__Problem details__
Go through the data line by line from the top, retyping each exactly, and end with the line that contains "async fn push(&self, at: &Reference, value: Value, token: &str)".

***** Provided information *****

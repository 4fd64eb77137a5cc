//! Realtime database access
//!
//! Data is one JSON tree addressed by slash-separated [`Reference`]s. Both
//! backends speak the same verbs: push a child under a generated key, read a
//! node, replace a node, delete a node.

mod memory;
mod push_id;
mod rest;

use async_trait::async_trait;
use serde_json::Value;
use std::fmt;

use crate::error::{Error, Result};

pub use memory::MemoryDatabase;
pub use push_id::PushIdGenerator;
pub use rest::RestDatabase;

/// Path to a node in the database tree
#[derive(Debug, Clone, PartialEq, Eq, Hash, Default)]
pub struct Reference {
    segments: Vec<String>,
}

impl Reference {
    pub fn root() -> Self {
        Self::default()
    }

    /// Reference to a descendant; `segment` may itself contain slashes
    pub fn child(&self, segment: &str) -> Self {
        let mut segments = self.segments.clone();
        segments.extend(
            segment
                .split('/')
                .filter(|part| !part.is_empty())
                .map(str::to_string),
        );
        Self { segments }
    }

    pub fn segments(&self) -> &[String] {
        &self.segments
    }

    /// Last segment, `None` at the root
    pub fn key(&self) -> Option<&str> {
        self.segments.last().map(String::as_str)
    }

    pub fn is_root(&self) -> bool {
        self.segments.is_empty()
    }
}

impl fmt::Display for Reference {
    fn fmt(&self, f: &mut fmt::Formatter<'_>) -> fmt::Result {
        write!(f, "/{}", self.segments.join("/"))
    }
}

/// A realtime JSON tree
///
/// `token` is the signed-in user's id token; backends that do not enforce
/// access rules ignore it.
#[async_trait]
pub trait Database: Send + Sync {
    /// Store `value` under a new generated key below `at`, returning the key
    async fn push(&self, at: &Reference, value: Value, token: &str) -> Result<String>;

    /// Read a node, `None` when it does not exist
    async fn get(&self, at: &Reference, token: &str) -> Result<Option<Value>>;

    /// Replace a node
    async fn put(&self, at: &Reference, value: Value, token: &str) -> Result<()>;

    /// Remove a node; removing a missing node succeeds
    async fn delete(&self, at: &Reference, token: &str) -> Result<()>;

    /// Children of a node as `(key, value)` pairs in key order
    async fn children(&self, at: &Reference, token: &str) -> Result<Vec<(String, Value)>> {
        match self.get(at, token).await? {
            None => Ok(Vec::new()),
            Some(node) => children_of(node, at),
        }
    }
}

/// Split a node into keyed children.
///
/// Nodes whose keys are all small integers come back as arrays, with holes
/// as `null`; those are keyed by index.
pub(crate) fn children_of(node: Value, at: &Reference) -> Result<Vec<(String, Value)>> {
    match node {
        Value::Null => Ok(Vec::new()),
        Value::Object(map) => {
            let mut children: Vec<(String, Value)> = map.into_iter().collect();
            children.sort_by(|a, b| a.0.cmp(&b.0));
            Ok(children)
        }
        Value::Array(items) => Ok(items
            .into_iter()
            .enumerate()
            .filter(|(_, item)| !item.is_null())
            .map(|(index, item)| (index.to_string(), item))
            .collect()),
        other => Err(Error::general(format!(
            "expected a collection at {}, found {}",
            at, other
        ))),
    }
}

#[cfg(test)]
mod tests {
    use super::*;
    use serde_json::json;

    #[test]
    fn child_splits_slashes() {
        let reference = Reference::root().child("product_scans").child("u1/-Nabc");
        assert_eq!(reference.segments(), ["product_scans", "u1", "-Nabc"]);
        assert_eq!(reference.key(), Some("-Nabc"));
        assert_eq!(reference.to_string(), "/product_scans/u1/-Nabc");
        assert!(Reference::root().child("//").is_root());
    }

    #[test]
    fn children_of_object_in_key_order() {
        let node = json!({"b": 2, "a": 1});
        let children = children_of(node, &Reference::root()).unwrap();
        let keys: Vec<_> = children.iter().map(|(key, _)| key.as_str()).collect();
        assert_eq!(keys, ["a", "b"]);
    }

    #[test]
    fn children_of_array_skips_holes() {
        let node = json!([null, {"Name": "x"}, null, {"Name": "y"}]);
        let children = children_of(node, &Reference::root()).unwrap();
        assert_eq!(children.len(), 2);
        assert_eq!(children[0].0, "1");
        assert_eq!(children[1].0, "3");
    }

    #[test]
    fn children_of_scalar_is_an_error() {
        assert!(children_of(json!(3), &Reference::root().child("x")).is_err());
    }
}
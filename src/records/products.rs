use chrono::{DateTime, Utc};

use super::{contains_ignore_case, Collection, Record};
use crate::auth::AuthUser;
use crate::models::ProductScan;

impl Record for ProductScan {
    const COLLECTION: &'static str = "product_scans";

    fn id(&self) -> Option<&str> {
        self.id.as_deref()
    }

    fn set_id(&mut self, id: String) {
        self.id = Some(id);
    }

    fn stamp_owner(&mut self, user: &AuthUser, now: DateTime<Utc>) {
        self.user_id = Some(user.uid.clone());
        self.user_email = user.email.clone();
        self.scan_date = now;
    }

    fn claim_owner(&mut self, user: &AuthUser) {
        self.user_id = Some(user.uid.clone());
        if self.user_email.is_none() {
            self.user_email = user.email.clone();
        }
    }

    /// Newest scan first
    fn sort_for_listing(records: &mut [Self]) {
        records.sort_by(|a, b| b.scan_date.cmp(&a.scan_date));
    }
}

impl Collection<ProductScan> {
    /// Products whose barcode contains `fragment`, ignoring case
    pub async fn search_by_barcode(&self, fragment: &str) -> Vec<ProductScan> {
        let mut products = self.list_all().await;
        products.retain(|product| contains_ignore_case(&product.barcode, fragment));
        products
    }

    /// Products whose name contains `fragment`, ignoring case
    pub async fn search_by_name(&self, fragment: &str) -> Vec<ProductScan> {
        let mut products = self.list_all().await;
        products.retain(|product| contains_ignore_case(&product.product_name, fragment));
        products
    }

    /// Products referencing `location_id`
    pub async fn list_by_location(&self, location_id: &str) -> Vec<ProductScan> {
        let mut products = self.list_all().await;
        products.retain(|product| product.location_id.as_deref() == Some(location_id));
        products
    }

    /// Recounted from the full collection on every call
    pub async fn count_by_location(&self, location_id: &str) -> usize {
        self.list_by_location(location_id).await.len()
    }
}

*****

__Exercise output__
repository 4fd64eb77137a5cc
//! Realtime database access
//!
//! Data is one JSON tree addressed by slash-separated [`Reference`]s. Both
//! backends speak the same verbs: push a child under a generated key, read a
//! node, replace a node, delete a node.

mod memory;
mod push_id;
mod rest;

use async_trait::async_trait;
use serde_json::Value;
use std::fmt;

use crate::error::{Error, Result};

pub use memory::MemoryDatabase;
pub use push_id::PushIdGenerator;
pub use rest::RestDatabase;

/// Path to a node in the database tree
#[derive(Debug, Clone, PartialEq, Eq, Hash, Default)]
pub struct Reference {
    segments: Vec<String>,
}

impl Reference {
    pub fn root() -> Self {
        Self::default()
    }

    /// Reference to a descendant; `segment` may itself contain slashes
    pub fn child(&self, segment: &str) -> Self {
        let mut segments = self.segments.clone();
        segments.extend(
            segment
                .split('/')
                .filter(|part| !part.is_empty())
                .map(str::to_string),
        );
        Self { segments }
    }

    pub fn segments(&self) -> &[String] {
        &self.segments
    }

    /// Last segment, `None` at the root
    pub fn key(&self) -> Option<&str> {
        self.segments.last().map(String::as_str)
    }

    pub fn is_root(&self) -> bool {
        self.segments.is_empty()
    }
}

impl fmt::Display for Reference {
    fn fmt(&self, f: &mut fmt::Formatter<'_>) -> fmt::Result {
        write!(f, "/{}", self.segments.join("/"))
    }
}

/// A realtime JSON tree
///
/// `token` is the signed-in user's id token; backends that do not enforce
/// access rules ignore it.
#[async_trait]
pub trait Database: Send + Sync {
    /// Store `value` under a new generated key below `at`, returning the key
    async fn push(&self, at: &Reference, value: Value, token: &str) -> Result<String>;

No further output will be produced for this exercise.